In South Korea, which has entered a super-aged society, elderly care has become an unavoidable social challenge. CareBank is meaningful because it attempts to fill the gaps that the public care system cannot handle by relying on private relationships. The CareBank website and promotional pamphlets use the phrase "care that returns" to describe the program. However, as many have already pointed out, if the project is run in a way that shifts the burden to the private sector to "figure it out" in areas the public system cannot cover, care may never truly return. To ensure that volunteers' caregiving efforts are properly returned to them in the distant future, we must not rely solely on the goodwill of volunteers and recipients to sustain the system. There are still many issues we need to address together, starting with improving the working conditions and supporting the capabilities of care coordinators—who currently juggle multiple roles while receiving only minor allowances—as well as resolving regional and service imbalances, and finding incentives to increase volunteer participation.

References used for this article

- Kim Jung-hoon and Lee Da-gyeom. 2018. A Study on Strategies for Activating Local Community Economy: Focusing on TimeBank. Gyeonggi Research Institute.

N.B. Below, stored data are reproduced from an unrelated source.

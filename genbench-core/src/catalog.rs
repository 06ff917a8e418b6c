//! Endpoint catalog loading and lookup

use crate::error::{CatalogError, InvalidEndpointError};
use crate::types::{Authorization, HttpMethod};
use serde::{Deserialize, Serialize};
use std::collections::HashMap;
use std::io::Read;
use std::path::Path;
use std::str::FromStr;

/// One target endpoint under benchmark. Immutable once loaded.
#[derive(Debug, Clone, PartialEq, Eq, Serialize, Deserialize)]
pub struct EndpointDescriptor {
    pub id: u32,
    pub service: String,
    pub path: String,
    pub http_method: HttpMethod,
    /// Fully qualified handler class the tool is pointed at
    pub controller_class: String,
    pub method_name: String,
    pub path_params: Vec<String>,
    pub has_request_body: bool,
    pub expected_status_codes: Vec<u16>,
    pub authorization: Authorization,
}

impl EndpointDescriptor {
    /// Class name without its package
    pub fn simple_class_name(&self) -> &str {
        self.controller_class
            .rsplit('.')
            .next()
            .unwrap_or(&self.controller_class)
    }

    /// `METHOD /path` label for reports
    pub fn route(&self) -> String {
        format!("{} {}", self.http_method, self.path)
    }
}

/// Raw catalog row as it appears in the CSV source
#[derive(Debug, Deserialize)]
struct CatalogRow {
    id: String,
    service: String,
    path: String,
    http_method: String,
    controller_class: String,
    method_name: String,
    #[serde(default)]
    path_params: String,
    #[serde(default)]
    has_request_body: String,
    #[serde(default)]
    expected_status_codes: String,
    #[serde(default)]
    authorization: String,
}

/// Ordered, dense set of endpoint descriptors
#[derive(Debug, Clone)]
pub struct Catalog {
    endpoints: Vec<EndpointDescriptor>,
}

impl Catalog {
    /// Load the catalog from a CSV file
    pub fn load(path: impl AsRef<Path>) -> Result<Self, CatalogError> {
        let path = path.as_ref();
        if !path.is_file() {
            return Err(CatalogError::Missing(path.to_path_buf()));
        }
        let file = std::fs::File::open(path).map_err(csv::Error::from)?;
        let catalog = Self::from_reader(file)?;
        tracing::debug!(
            "Loaded {} endpoints from {}",
            catalog.len(),
            path.display()
        );
        Ok(catalog)
    }

    /// Parse a catalog from any CSV source with a header row
    pub fn from_reader<R: Read>(source: R) -> Result<Self, CatalogError> {
        let mut reader = csv::ReaderBuilder::new()
            .trim(csv::Trim::All)
            .comment(Some(b'#'))
            .from_reader(source);
        let headers = reader.headers()?.clone();

        let mut seen: HashMap<u32, u64> = HashMap::new();
        let mut endpoints = Vec::new();

        for result in reader.records() {
            let record = result?;
            let line = record.position().map(|p| p.line()).unwrap_or_default();
            let row: CatalogRow = record
                .deserialize(Some(&headers))
                .map_err(|e| malformed(line, e.to_string()))?;
            let endpoint = parse_row(row, line)?;

            if seen.insert(endpoint.id, line).is_some() {
                return Err(CatalogError::DuplicateId {
                    id: endpoint.id,
                    line,
                });
            }
            endpoints.push(endpoint);
        }

        if endpoints.is_empty() {
            return Err(CatalogError::Empty);
        }

        endpoints.sort_by_key(|e| e.id);
        for (index, endpoint) in endpoints.iter().enumerate() {
            let expected = index as u32 + 1;
            if endpoint.id != expected {
                return Err(CatalogError::NonDenseIds {
                    expected,
                    found: endpoint.id,
                });
            }
        }

        Ok(Self { endpoints })
    }

    /// Look up an endpoint by id
    pub fn lookup(&self, id: u32) -> Result<&EndpointDescriptor, InvalidEndpointError> {
        id.checked_sub(1)
            .and_then(|index| self.endpoints.get(index as usize))
            .ok_or(InvalidEndpointError {
                id,
                max: self.max_id(),
            })
    }

    /// Endpoints to process: all of them, or a single validated one
    pub fn select(&self, only: Option<u32>) -> Result<Vec<&EndpointDescriptor>, InvalidEndpointError> {
        match only {
            Some(id) => Ok(vec![self.lookup(id)?]),
            None => Ok(self.endpoints.iter().collect()),
        }
    }

    pub fn iter(&self) -> impl Iterator<Item = &EndpointDescriptor> {
        self.endpoints.iter()
    }

    pub fn len(&self) -> usize {
        self.endpoints.len()
    }

    pub fn is_empty(&self) -> bool {
        self.endpoints.is_empty()
    }

    pub fn max_id(&self) -> u32 {
        self.endpoints.len() as u32
    }
}

fn malformed(line: u64, message: impl Into<String>) -> CatalogError {
    CatalogError::Malformed {
        line,
        message: message.into(),
    }
}

fn parse_row(row: CatalogRow, line: u64) -> Result<EndpointDescriptor, CatalogError> {
    let id: u32 = row
        .id
        .parse()
        .map_err(|_| malformed(line, format!("id '{}' is not a positive integer", row.id)))?;
    if id == 0 {
        return Err(malformed(line, "id must start at 1"));
    }

    for (field, value) in [
        ("service", &row.service),
        ("path", &row.path),
        ("controller_class", &row.controller_class),
        ("method_name", &row.method_name),
    ] {
        if value.is_empty() {
            return Err(malformed(line, format!("{} cannot be empty", field)));
        }
    }

    let http_method =
        HttpMethod::from_str(&row.http_method).map_err(|e| malformed(line, e.to_string()))?;
    let authorization =
        Authorization::from_str(&row.authorization).map_err(|e| malformed(line, e.to_string()))?;
    let has_request_body = parse_flag(&row.has_request_body)
        .ok_or_else(|| malformed(line, format!("has_request_body '{}' is not a boolean", row.has_request_body)))?;

    let expected_status_codes = split_list(&row.expected_status_codes)
        .map(|code| {
            code.parse::<u16>()
                .ok()
                .filter(|c| (100..=599).contains(c))
                .ok_or_else(|| malformed(line, format!("invalid status code '{}'", code)))
        })
        .collect::<Result<Vec<_>, _>>()?;

    Ok(EndpointDescriptor {
        id,
        service: row.service,
        path: row.path,
        http_method,
        controller_class: row.controller_class,
        method_name: row.method_name,
        path_params: split_list(&row.path_params).map(str::to_string).collect(),
        has_request_body,
        expected_status_codes,
        authorization,
    })
}

fn split_list(value: &str) -> impl Iterator<Item = &str> {
    value
        .split([';', '|', ','])
        .map(str::trim)
        .filter(|item| !item.is_empty())
}

fn parse_flag(value: &str) -> Option<bool> {
    match value.trim().to_lowercase().as_str() {
        "" | "false" | "no" | "0" => Some(false),
        "true" | "yes" | "1" => Some(true),
        _ => None,
    }
}

#[cfg(test)]
mod tests {
    use super::*;

    const HEADER: &str = "id,service,path,http_method,controller_class,method_name,path_params,has_request_body,expected_status_codes,authorization\n";

    fn catalog_from(rows: &str) -> Result<Catalog, CatalogError> {
        Catalog::from_reader(format!("{}{}", HEADER, rows).as_bytes())
    }

    #[test]
    fn test_load_sorts_and_parses_rows() {
        let catalog = catalog_from(
            "2,auth,/api/v1/users/login,POST,com.example.auth.UserController,getToken,,true,200;401,none\n\
             1,route,/api/v1/routes/{start}/{end},GET,com.example.route.RouteController,query,start|end,false,200,ROLE_USER\n",
        )
        .unwrap();

        assert_eq!(catalog.len(), 2);
        let first = catalog.lookup(1).unwrap();
        assert_eq!(first.service, "route");
        assert_eq!(first.path_params, vec!["start", "end"]);
        assert_eq!(first.authorization, Authorization::User);
        assert_eq!(first.simple_class_name(), "RouteController");

        let second = catalog.lookup(2).unwrap();
        assert!(second.has_request_body);
        assert_eq!(second.expected_status_codes, vec![200, 401]);
        assert_eq!(second.route(), "POST /api/v1/users/login");
    }

    #[test]
    fn test_duplicate_ids_rejected() {
        let err = catalog_from(
            "1,a,/a,GET,com.A,a,,false,200,none\n\
             1,b,/b,GET,com.B,b,,false,200,none\n",
        )
        .unwrap_err();
        assert!(matches!(err, CatalogError::DuplicateId { id: 1, line: 3 }));
    }

    #[test]
    fn test_gap_in_ids_rejected() {
        let err = catalog_from(
            "1,a,/a,GET,com.A,a,,false,200,none\n\
             3,b,/b,GET,com.B,b,,false,200,none\n",
        )
        .unwrap_err();
        assert!(matches!(err, CatalogError::NonDenseIds { expected: 2, found: 3 }));
    }

    #[test]
    fn test_malformed_rows_rejected() {
        assert!(matches!(
            catalog_from("x,a,/a,GET,com.A,a,,false,200,none\n").unwrap_err(),
            CatalogError::Malformed { line: 2, .. }
        ));
        assert!(matches!(
            catalog_from("1,a,/a,BREW,com.A,a,,false,200,none\n").unwrap_err(),
            CatalogError::Malformed { .. }
        ));
        assert!(matches!(
            catalog_from("1,a,/a,GET,com.A,a,,maybe,200,none\n").unwrap_err(),
            CatalogError::Malformed { .. }
        ));
        assert!(matches!(
            catalog_from("1,a,/a,GET,com.A,a,,false,999,none\n").unwrap_err(),
            CatalogError::Malformed { .. }
        ));
    }

    #[test]
    fn test_empty_catalog_rejected() {
        assert!(matches!(catalog_from("").unwrap_err(), CatalogError::Empty));
    }

    #[test]
    fn test_load_from_file() {
        let temp = tempfile::TempDir::new().unwrap();
        let path = temp.path().join("endpoints.csv");
        std::fs::write(
            &path,
            format!(
                "{}# staging endpoints\n1,contacts,/api/v1/contacts,GET,com.example.ContactsController,list,,no,200,none\n",
                HEADER
            ),
        )
        .unwrap();

        let catalog = Catalog::load(&path).unwrap();
        assert_eq!(catalog.max_id(), 1);
        assert_eq!(catalog.lookup(1).unwrap().simple_class_name(), "ContactsController");

        let err = Catalog::load(temp.path().join("absent.csv")).unwrap_err();
        assert!(matches!(err, CatalogError::Missing(p) if p.ends_with("absent.csv")));

        // A directory is not a catalog
        assert!(matches!(
            Catalog::load(temp.path()).unwrap_err(),
            CatalogError::Missing(_)
        ));
    }

    #[test]
    fn test_lookup_out_of_range() {
        let catalog = catalog_from("1,a,/a,GET,com.A,a,,false,200,none\n").unwrap();
        assert_eq!(
            catalog.lookup(14).unwrap_err(),
            InvalidEndpointError { id: 14, max: 1 }
        );
        assert!(catalog.lookup(0).is_err());
        assert_eq!(catalog.select(None).unwrap().len(), 1);
        assert!(catalog.select(Some(2)).is_err());
    }

    #[test]
    fn test_bundled_catalog_is_valid() {
        let path = Path::new(env!("CARGO_MANIFEST_DIR")).join("../config/endpoints.csv");
        let catalog = Catalog::load(path).unwrap();
        assert_eq!(catalog.len(), 13);
        assert!(catalog.lookup(7).is_ok());
        assert_eq!(
            catalog.lookup(14).unwrap_err(),
            InvalidEndpointError { id: 14, max: 13 }
        );
    }
}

- Kim Ja-ok and Yang Hye-ran. 2019. A Study on the Practical Application of TimeBank and the Development of an Efficient Operation Management System. Seoul Volunteer Center.

- Cho Gi-hyeon and Hong Jong-hyeon. 2024. When We Call Our Relationship Care. Hankyoreh Publishing.

- David Boyle. 2011. More than money: Platforms for exchange and reciprocity in public services. NESTA.

※ Please note: This article was translated by AI and may contain errors.